Exercise:
Determine how many lines below include the string "LoadingSkeletonProps". Reply with the number only.

Record extracts:

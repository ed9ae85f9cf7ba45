//! Checkbox dropdown producing a set of selected filter values.

use log::debug;
use serde::{Deserialize, Serialize};
use std::collections::BTreeSet;

/// Gap between the trigger and the dropdown, in CSS pixels.
pub const DROPDOWN_OFFSET: f64 = 4.0;

#[derive(Debug, Clone, PartialEq, Eq, Hash, Serialize, Deserialize)]
pub struct SelectOption {
    pub value: String,
    pub label: String,
}

impl SelectOption {
    pub fn new(value: impl Into<String>, label: impl Into<String>) -> Self {
        Self { value: value.into(), label: label.into() }
    }
}

/// A bounding box in viewport coordinates.
#[derive(Debug, Clone, Copy, PartialEq, Default, Serialize, Deserialize)]
pub struct Rect {
    pub x: f64,
    pub y: f64,
    pub width: f64,
    pub height: f64,
}

/// Where the portal-rendered dropdown is placed.
#[derive(Debug, Clone, Copy, PartialEq, Default, Serialize, Deserialize)]
pub struct DropdownPosition {
    pub top: f64,
    pub left: f64,
    pub min_width: f64,
}

impl DropdownPosition {
    /// Directly under the trigger, left-aligned and at least as wide.
    pub fn below(trigger: Rect) -> Self {
        Self {
            top: trigger.y + trigger.height + DROPDOWN_OFFSET,
            left: trigger.x,
            min_width: trigger.width,
        }
    }

    pub fn to_style(&self) -> String {
        format!(
            "position: fixed; top: {}px; left: {}px; min-width: {}px;",
            self.top, self.left, self.min_width
        )
    }
}

/// Measures the trigger when the dropdown opens. The browser implementation
/// reads the element's bounding box; tests use fixed rectangles.
pub trait PositioningStrategy {
    fn trigger_bounds(&self) -> Option<Rect>;
}

impl PositioningStrategy for Rect {
    fn trigger_bounds(&self) -> Option<Rect> {
        Some(*self)
    }
}

/// Dropdown state plus the selected values, in the order they were picked.
#[derive(Debug, Clone, PartialEq)]
pub struct MultiSelectState {
    options: Vec<SelectOption>,
    selected: Vec<String>,
    open: bool,
    position: Option<DropdownPosition>,
    query: String,
    max_chips: usize,
}

impl MultiSelectState {
    pub fn new(options: Vec<SelectOption>) -> Self {
        Self {
            options,
            selected: Vec::new(),
            open: false,
            position: None,
            query: String::new(),
            max_chips: usize::MAX,
        }
    }

    pub fn with_selected<I, S>(mut self, values: I) -> Self
    where
        I: IntoIterator<Item = S>,
        S: Into<String>,
    {
        self.sync_selected(values);
        self
    }

    pub fn with_max_chips(mut self, max: usize) -> Self {
        self.max_chips = max;
        self
    }

    pub fn options(&self) -> &[SelectOption] {
        &self.options
    }

    pub fn set_options(&mut self, options: Vec<SelectOption>) {
        self.options = options;
    }

    pub fn selected_values(&self) -> &[String] {
        &self.selected
    }

    pub fn selected_set(&self) -> BTreeSet<String> {
        self.selected.iter().cloned().collect()
    }

    pub fn is_selected(&self, value: &str) -> bool {
        self.selected.iter().any(|v| v == value)
    }

    /// Replaces the selection from the owner, dropping duplicates.
    pub fn sync_selected<I, S>(&mut self, values: I)
    where
        I: IntoIterator<Item = S>,
        S: Into<String>,
    {
        self.selected.clear();
        for value in values {
            let value = value.into();
            if !self.is_selected(&value) {
                self.selected.push(value);
            }
        }
    }

    /// Adds an unselected value, removes a selected one.
    pub fn toggle_option(&mut self, value: &str) -> &[String] {
        if let Some(idx) = self.selected.iter().position(|v| v == value) {
            self.selected.remove(idx);
        } else {
            self.selected.push(value.to_string());
        }
        debug!("Multi-select now {:?}", self.selected);
        &self.selected
    }

    /// Chip "x" button. Returns false when the value was not selected.
    pub fn remove(&mut self, value: &str) -> bool {
        let before = self.selected.len();
        self.selected.retain(|v| v != value);
        before != self.selected.len()
    }

    pub fn clear_all(&mut self) {
        self.selected.clear();
    }

    pub fn label_for<'a>(&'a self, value: &'a str) -> &'a str {
        self.options
            .iter()
            .find(|o| o.value == value)
            .map(|o| o.label.as_str())
            .unwrap_or(value)
    }

    /// Chips to render and how many were collapsed into "+n".
    pub fn chips(&self) -> (Vec<(&str, &str)>, usize) {
        let shown: Vec<(&str, &str)> = self
            .selected
            .iter()
            .take(self.max_chips)
            .map(|v| (v.as_str(), self.label_for(v)))
            .collect();
        let hidden = self.selected.len() - shown.len();
        (shown, hidden)
    }

    /// "n selected" once the chips overflow, `None` while every chip fits.
    pub fn summary(&self) -> Option<String> {
        (self.selected.len() > self.max_chips).then(|| format!("{} selected", self.selected.len()))
    }

    pub fn is_open(&self) -> bool {
        self.open
    }

    pub fn position(&self) -> Option<DropdownPosition> {
        self.position
    }

    /// Opens the dropdown, measuring the trigger once. The position is not
    /// updated while the dropdown stays open.
    pub fn open(&mut self, strategy: &dyn PositioningStrategy) {
        self.position = strategy.trigger_bounds().map(DropdownPosition::below);
        self.open = true;
        self.query.clear();
    }

    pub fn close(&mut self) {
        self.open = false;
        self.position = None;
    }

    pub fn toggle_open(&mut self, strategy: &dyn PositioningStrategy) {
        if self.open {
            self.close();
        } else {
            self.open(strategy);
        }
    }

    /// Click landed outside both trigger and dropdown.
    pub fn outside_click(&mut self) {
        if self.open {
            self.close();
        }
    }

    pub fn query(&self) -> &str {
        &self.query
    }

    pub fn set_query(&mut self, query: impl Into<String>) {
        self.query = query.into();
    }

    /// Options whose label contains the dropdown's search text.
    pub fn visible_options(&self) -> Vec<&SelectOption> {
        let needle = self.query.trim().to_lowercase();
        self.options
            .iter()
            .filter(|o| needle.is_empty() || o.label.to_lowercase().contains(&needle))
            .collect()
    }
}

#[cfg(test)]
mod tests {
    use super::*;
    use pretty_assertions::assert_eq;

    fn positions() -> MultiSelectState {
        MultiSelectState::new(vec![
            SelectOption::new("GK", "Goalkeeper"),
            SelectOption::new("DEF", "Defender"),
            SelectOption::new("MID", "Midfielder"),
            SelectOption::new("FWD", "Forward"),
        ])
    }

    struct Unmounted;

    impl PositioningStrategy for Unmounted {
        fn trigger_bounds(&self) -> Option<Rect> {
            None
        }
    }

    #[test]
    fn test_toggle_adds_then_removes() {
        let mut state = positions();
        assert_eq!(state.toggle_option("MID"), &["MID".to_string()]);
        assert!(state.is_selected("MID"));
        assert!(state.toggle_option("MID").is_empty());
        assert!(!state.is_selected("MID"));
    }

    #[test]
    fn test_remove_chip_and_clear_all() {
        let mut state = positions().with_selected(["GK", "FWD", "GK"]);
        assert_eq!(state.selected_values(), &["GK".to_string(), "FWD".to_string()]);
        assert!(state.remove("GK"));
        assert!(!state.remove("GK"));
        state.clear_all();
        assert!(state.selected_set().is_empty());
    }

    #[test]
    fn test_chips_collapse_after_max() {
        let state = positions().with_selected(["GK", "DEF", "MID"]).with_max_chips(2);
        let (chips, hidden) = state.chips();
        assert_eq!(chips, vec![("GK", "Goalkeeper"), ("DEF", "Defender")]);
        assert_eq!(hidden, 1);
        assert_eq!(state.summary().as_deref(), Some("3 selected"));
        assert_eq!(state.with_max_chips(3).summary(), None);
    }

    #[test]
    fn test_unknown_value_label_falls_back() {
        let state = positions();
        assert_eq!(state.label_for("WB"), "WB");
    }

    #[test]
    fn test_open_measures_trigger_once() {
        let mut state = positions();
        let trigger = Rect { x: 120.0, y: 40.0, width: 200.0, height: 36.0 };
        state.open(&trigger);
        assert!(state.is_open());
        assert_eq!(
            state.position(),
            Some(DropdownPosition { top: 80.0, left: 120.0, min_width: 200.0 })
        );
        state.outside_click();
        assert!(!state.is_open());
        assert_eq!(state.position(), None);
    }

    #[test]
    fn test_open_without_trigger_still_opens() {
        let mut state = positions();
        state.toggle_open(&Unmounted);
        assert!(state.is_open());
        assert_eq!(state.position(), None);
        state.toggle_open(&Unmounted);
        assert!(!state.is_open());
    }

    #[test]
    fn test_option_search() {
        let mut state = positions();
        state.set_query("FIELD");
        let labels: Vec<&str> = state.visible_options().iter().map(|o| o.label.as_str()).collect();
        assert_eq!(labels, vec!["Midfielder"]);
    }

    #[test]
    fn test_position_style() {
        let pos = DropdownPosition { top: 10.0, left: 5.5, min_width: 100.0 };
        assert_eq!(pos.to_style(), "position: fixed; top: 10px; left: 5.5px; min-width: 100px;");
    }
}
use shared::EmptyState;
use yew::prelude::*;

#[derive(Properties, Clone, PartialEq)]
pub struct EmptyStatePanelProps {
    pub state: EmptyState,
    /// Shown as a button when the state carries an action label.
    #[prop_or_default]
    pub on_action: Option<Callback<()>>,
}

#[function_component(EmptyStatePanel)]
pub fn empty_state_panel(props: &EmptyStatePanelProps) -> Html {
    let action = match (&props.state.action_label, &props.on_action) {
        (Some(label), Some(on_action)) => {
            let on_action = on_action.clone();
            html! {
                <button
                    onclick={Callback::from(move |_| on_action.emit(()))}
                    class="mt-4 inline-flex items-center px-4 py-2 rounded-md text-sm font-medium text-white bg-blue-600 hover:bg-blue-700"
                >
                    {label}
                </button>
            }
        }
        _ => html! {},
    };

    html! {
        <div class="flex flex-col items-center justify-center py-12 text-center">
            <h3 class="text-lg font-medium text-gray-900">{&props.state.title}</h3>
            <p class="mt-1 text-sm text-gray-500">{&props.state.description}</p>
            {action}
        </div>
    }
}

#[derive(Properties, Clone, PartialEq)]
pub struct NoResultsProps {
    pub search_term: AttrValue,
    pub on_clear: Callback<()>,
}

#[function_component(NoResults)]
pub fn no_results(props: &NoResultsProps) -> Html {
    let on_clear = {
        let on_clear = props.on_clear.clone();
        Callback::from(move |_| on_clear.emit(()))
    };

    html! {
        <div class="flex flex-col items-center justify-center py-12 text-center">
            <h3 class="text-lg font-medium text-gray-900">{EmptyState::no_results_title()}</h3>
            <p class="mt-1 text-sm text-gray-500">
                {EmptyState::no_results_description(&props.search_term)}
            </p>
            <button
                onclick={on_clear}
                class="mt-4 px-4 py-2 border border-gray-300 rounded-md text-sm font-medium text-gray-700 bg-white hover:bg-gray-50"
            >
                {"Clear search"}
            </button>
        </div>
    }
}

#[derive(Properties, Clone, PartialEq)]
pub struct LoadingSkeletonProps {
    #[prop_or(5)]
    pub rows: usize,
}

#[function_component(LoadingSkeleton)]
pub fn loading_skeleton(props: &LoadingSkeletonProps) -> Html {
    html! {
        <div class="animate-pulse space-y-3 py-4" aria-busy="true">
            {(0..props.rows).map(|i| html! {
                <div key={i} class="h-8 bg-gray-200 rounded"></div>
            }).collect::<Html>()}
        </div>
    }
}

Output of the exercise:
2